Leader of €440m cocaine plot jailed for 20 years
Stephen Dennis Brown, aged 45, pleaded guilty to the smuggling operation, which fell apart at sea during a botched handover off Dunlough Bay, near Mizen Head, Co Cork.
In 2007, a gang of career criminals had conspired to bring 62 bales of high- grade cocaine on ocean- going catamaran Lucky Day from Barbados to waters off West Cork.
The drugs made up one of the largest ever seizures by Irish authorities and were destined for the British market.
The plan failed when a high-powered 7.8m rigid inflatable boat (rib) being used in the handover stalled because petrol engines had been filled with diesel.
Brown was watching from Mizen Head as a boat capsized, tossing bales into rough seas, before he ordered two other gang members to attempt to rescue the haul.

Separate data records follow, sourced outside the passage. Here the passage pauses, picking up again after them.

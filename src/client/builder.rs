use crate::client::config::ClientConfig;
use crate::client::core::KgClient;
use crate::resilience::{BackoffPolicy, RateLimitPolicy};
use crate::telemetry::StatsAccumulator;
use crate::transport::{HttpTransport, Transport};
use crate::Result;
use std::path::Path;
use std::sync::Arc;
use std::time::Duration;

/// Builder for creating clients with custom configuration.
///
/// Keep this surface area small and predictable (developer-friendly).
pub struct KgClientBuilder {
    config: ClientConfig,
    transport: Option<Arc<dyn Transport>>,
}

impl KgClientBuilder {
    pub fn new() -> Self {
        Self {
            config: ClientConfig::default(),
            transport: None,
        }
    }

    /// Start from an existing configuration.
    pub fn with_config(config: ClientConfig) -> Self {
        Self {
            config,
            transport: None,
        }
    }

    /// Apply `KG_*` environment overrides on top of the current settings.
    pub fn from_env(mut self) -> Self {
        self.config.apply_env(|key| std::env::var(key).ok());
        self
    }

    /// Replace the current settings with a YAML config file.
    pub fn config_file(mut self, path: impl AsRef<Path>) -> Result<Self> {
        self.config = ClientConfig::from_file(path)?;
        Ok(self)
    }

    pub fn base_url(mut self, base_url: impl Into<String>) -> Self {
        self.config.base_url = base_url.into();
        self
    }

    pub fn api_key(mut self, api_key: impl Into<String>) -> Self {
        self.config.api_key = Some(api_key.into());
        self
    }

    /// Per-attempt timeout.
    pub fn timeout(mut self, timeout: Duration) -> Self {
        self.config.timeout = timeout;
        self
    }

    /// Total attempts allowed for transient failures (first attempt included).
    pub fn max_attempts(mut self, attempts: u32) -> Self {
        self.config.max_attempts = attempts;
        self
    }

    pub fn backoff(mut self, min: Duration, max: Duration) -> Self {
        self.config.min_backoff = min;
        self.config.max_backoff = max;
        self
    }

    /// Wait used for 429 responses without a usable `Retry-After`.
    pub fn rate_limit_default_wait(mut self, wait: Duration) -> Self {
        self.config.rate_limit_default_wait = wait;
        self
    }

    pub fn pool_max_idle_per_host(mut self, n: usize) -> Self {
        self.config.pool_max_idle_per_host = n;
        self
    }

    pub fn protocol_version(mut self, version: impl Into<String>) -> Self {
        self.config.protocol_version = version.into();
        self
    }

    pub fn user_agent(mut self, user_agent: impl Into<String>) -> Self {
        self.config.user_agent = user_agent.into();
        self
    }

    pub fn proxy_url(mut self, proxy: impl Into<String>) -> Self {
        self.config.proxy_url = Some(proxy.into());
        self
    }

    /// Inject a transport instead of the default reqwest one.
    ///
    /// Primarily for testing; the HTTP-level settings in the config are
    /// then ignored.
    pub fn transport(mut self, transport: Arc<dyn Transport>) -> Self {
        self.transport = Some(transport);
        self
    }

    /// Validate the configuration and build the client.
    pub fn build(self) -> Result<KgClient> {
        self.config.validate()?;

        let transport: Arc<dyn Transport> = match self.transport {
            Some(t) => t,
            None => Arc::new(HttpTransport::new(&self.config)?),
        };

        Ok(KgClient {
            backoff: BackoffPolicy::new(self.config.min_backoff, self.config.max_backoff),
            rate_limit: RateLimitPolicy::new(self.config.rate_limit_default_wait),
            stats: Arc::new(StatsAccumulator::new()),
            transport,
            config: self.config,
        })
    }
}

impl Default for KgClientBuilder {
    fn default() -> Self {
        Self::new()
    }
}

Follow-up covert surveillance of the gang — codenamed Operation Cromer and involving the London Metropolitan Police and gardaí — found Brown hiding out in Spain.

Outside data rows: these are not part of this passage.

//! Typed arguments for the knowledge graph operations.
//!
//! Each type turns into the JSON payload (or query string) the server
//! expects. Defaults mirror the server's documented defaults.

use chrono::{SecondsFormat, Utc};
use serde::{Deserialize, Serialize};
use serde_json::{json, Map, Value};

/// Text to extract knowledge from.
#[derive(Debug, Clone, PartialEq)]
pub struct ProcessKnowledge {
    pub text: String,
    pub source: String,
    pub thread_id: Option<String>,
    /// ISO-8601 timestamp; defaults to "now" (UTC) when the payload is built.
    pub conversation_date: Option<String>,
    pub include_concepts: bool,
    pub deduplicate: bool,
    pub processing_batch_id: Option<String>,
}

impl ProcessKnowledge {
    pub fn new(text: impl Into<String>, source: impl Into<String>) -> Self {
        Self {
            text: text.into(),
            source: source.into(),
            thread_id: None,
            conversation_date: None,
            include_concepts: true,
            deduplicate: true,
            processing_batch_id: None,
        }
    }

    pub fn thread_id(mut self, id: impl Into<String>) -> Self {
        self.thread_id = Some(id.into());
        self
    }

    pub fn conversation_date(mut self, date: impl Into<String>) -> Self {
        self.conversation_date = Some(date.into());
        self
    }

    pub fn include_concepts(mut self, include: bool) -> Self {
        self.include_concepts = include;
        self
    }

    pub fn deduplicate(mut self, dedup: bool) -> Self {
        self.deduplicate = dedup;
        self
    }

    pub fn processing_batch_id(mut self, id: impl Into<String>) -> Self {
        self.processing_batch_id = Some(id.into());
        self
    }

    pub fn to_payload(&self) -> Value {
        let mut body = json!({
            "text": self.text,
            "source": self.source,
            "include_concepts": self.include_concepts,
            "deduplicate": self.deduplicate,
        });
        if let Some(thread_id) = non_empty(&self.thread_id) {
            body["thread_id"] = json!(thread_id);
        }
        let date = match non_empty(&self.conversation_date) {
            Some(d) => d.to_string(),
            None => Utc::now().to_rfc3339_opts(SecondsFormat::Millis, true),
        };
        body["conversation_date"] = json!(date);
        if let Some(batch_id) = non_empty(&self.processing_batch_id) {
            body["processing_batch_id"] = json!(batch_id);
        }
        body
    }
}

fn non_empty(value: &Option<String>) -> Option<&str> {
    value.as_deref().filter(|s| !s.is_empty())
}

/// Options for `/search-knowledge`.
///
/// `limit` and `threshold` are passed through unchecked; the server owns
/// parameter validation.
#[derive(Debug, Clone, PartialEq)]
pub struct SearchOptions {
    pub limit: i64,
    pub threshold: f64,
    pub types: Vec<String>,
    pub sources: Vec<String>,
}

impl Default for SearchOptions {
    fn default() -> Self {
        Self {
            limit: 10,
            threshold: 0.7,
            types: Vec::new(),
            sources: Vec::new(),
        }
    }
}

impl SearchOptions {
    pub fn new() -> Self {
        Self::default()
    }
    pub fn limit(mut self, limit: i64) -> Self {
        self.limit = limit;
        self
    }
    pub fn threshold(mut self, threshold: f64) -> Self {
        self.threshold = threshold;
        self
    }
    pub fn types<I, S>(mut self, types: I) -> Self
    where
        I: IntoIterator<Item = S>,
        S: Into<String>,
    {
        self.types = types.into_iter().map(Into::into).collect();
        self
    }
    pub fn sources<I, S>(mut self, sources: I) -> Self
    where
        I: IntoIterator<Item = S>,
        S: Into<String>,
    {
        self.sources = sources.into_iter().map(Into::into).collect();
        self
    }

    pub fn to_payload(&self, query: &str) -> Value {
        let mut body = json!({
            "query": query,
            "limit": self.limit,
            "threshold": self.threshold,
        });
        if !self.types.is_empty() {
            body["types"] = json!(self.types);
        }
        if !self.sources.is_empty() {
            body["sources"] = json!(self.sources);
        }
        body
    }
}

/// Options for `/search-concepts`.
#[derive(Debug, Clone, Copy, PartialEq)]
pub struct ConceptSearch {
    pub limit: i64,
    pub threshold: f64,
}

impl Default for ConceptSearch {
    fn default() -> Self {
        Self {
            limit: 10,
            threshold: 0.7,
        }
    }
}

impl ConceptSearch {
    pub fn new() -> Self {
        Self::default()
    }
    pub fn limit(mut self, limit: i64) -> Self {
        self.limit = limit;
        self
    }
    pub fn threshold(mut self, threshold: f64) -> Self {
        self.threshold = threshold;
        self
    }

    pub fn to_payload(&self, query: &str) -> Value {
        json!({
            "query": query,
            "limit": self.limit,
            "threshold": self.threshold,
        })
    }
}

/// Which side of a triple an entity must appear on.
#[derive(Debug, Clone, Copy, PartialEq, Eq, Default, Serialize, Deserialize)]
#[serde(rename_all = "lowercase")]
pub enum EntityRole {
    Subject,
    Object,
    #[default]
    Both,
}

impl EntityRole {
    pub fn as_str(&self) -> &'static str {
        match self {
            EntityRole::Subject => "subject",
            EntityRole::Object => "object",
            EntityRole::Both => "both",
        }
    }
}

impl std::str::FromStr for EntityRole {
    type Err = String;

    fn from_str(s: &str) -> std::result::Result<Self, Self::Err> {
        match s.to_ascii_lowercase().as_str() {
            "subject" => Ok(EntityRole::Subject),
            "object" => Ok(EntityRole::Object),
            "both" => Ok(EntityRole::Both),
            other => Err(format!("unknown entity role: {other}")),
        }
    }
}

/// Query for `/entities`.
#[derive(Debug, Clone, PartialEq)]
pub struct EntityQuery {
    pub role: EntityRole,
    pub min_occurrence: u32,
    pub limit: u32,
    pub sort_by: String,
    pub sources: Vec<String>,
    pub types: Vec<String>,
}

impl Default for EntityQuery {
    fn default() -> Self {
        Self {
            role: EntityRole::Both,
            min_occurrence: 1,
            limit: 100,
            sort_by: "frequency".to_string(),
            sources: Vec::new(),
            types: Vec::new(),
        }
    }
}

impl EntityQuery {
    pub fn new() -> Self {
        Self::default()
    }
    pub fn role(mut self, role: EntityRole) -> Self {
        self.role = role;
        self
    }
    pub fn min_occurrence(mut self, n: u32) -> Self {
        self.min_occurrence = n;
        self
    }
    pub fn limit(mut self, limit: u32) -> Self {
        self.limit = limit;
        self
    }
    pub fn sort_by(mut self, sort_by: impl Into<String>) -> Self {
        self.sort_by = sort_by.into();
        self
    }
    pub fn sources<I, S>(mut self, sources: I) -> Self
    where
        I: IntoIterator<Item = S>,
        S: Into<String>,
    {
        self.sources = sources.into_iter().map(Into::into).collect();
        self
    }
    pub fn types<I, S>(mut self, types: I) -> Self
    where
        I: IntoIterator<Item = S>,
        S: Into<String>,
    {
        self.types = types.into_iter().map(Into::into).collect();
        self
    }

    /// Query parameters in the order the server documents them. List
    /// filters are comma-joined and omitted when empty.
    pub fn to_query(&self) -> Vec<(String, String)> {
        let mut params = vec![
            ("role".to_string(), self.role.as_str().to_string()),
            ("min_occurrence".to_string(), self.min_occurrence.to_string()),
            ("limit".to_string(), self.limit.to_string()),
            ("sort_by".to_string(), self.sort_by.clone()),
        ];
        if !self.sources.is_empty() {
            params.push(("sources".to_string(), self.sources.join(",")));
        }
        if !self.types.is_empty() {
            params.push(("types".to_string(), self.types.join(",")));
        }
        params
    }
}

/// A pre-structured knowledge triple for `/store-triples` and `/deduplicate`.
///
/// Fields the client does not model are kept in `extra` and sent back
/// unchanged.
#[derive(Debug, Clone, PartialEq, Serialize, Deserialize)]
pub struct Triple {
    pub subject: String,
    pub predicate: String,
    pub object: String,
    #[serde(rename = "type", default, skip_serializing_if = "Option::is_none")]
    pub triple_type: Option<String>,
    #[serde(default, skip_serializing_if = "Option::is_none")]
    pub source: Option<String>,
    #[serde(flatten)]
    pub extra: Map<String, Value>,
}

impl Triple {
    pub fn new(
        subject: impl Into<String>,
        predicate: impl Into<String>,
        object: impl Into<String>,
    ) -> Self {
        Self {
            subject: subject.into(),
            predicate: predicate.into(),
            object: object.into(),
            triple_type: None,
            source: None,
            extra: Map::new(),
        }
    }

    pub fn with_type(mut self, triple_type: impl Into<String>) -> Self {
        self.triple_type = Some(triple_type.into());
        self
    }

    pub fn with_source(mut self, source: impl Into<String>) -> Self {
        self.source = Some(source.into());
        self
    }
}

Det Insp Grant Johnson, from the Met’s serious and organised crime unit, said: “Together we have convicted a sophisticated team of career criminals, who were looking to make vast sums of money dealing in drugs and the misery that brings to many people’s lives.
“Instead, they have received very substantial prison sentences, which I hope will act as a deterrent to others.”
Brown, of no fixed abode, pleaded guilty last month to trafficking. He was jailed at a hearing in Woolwich Crown Court.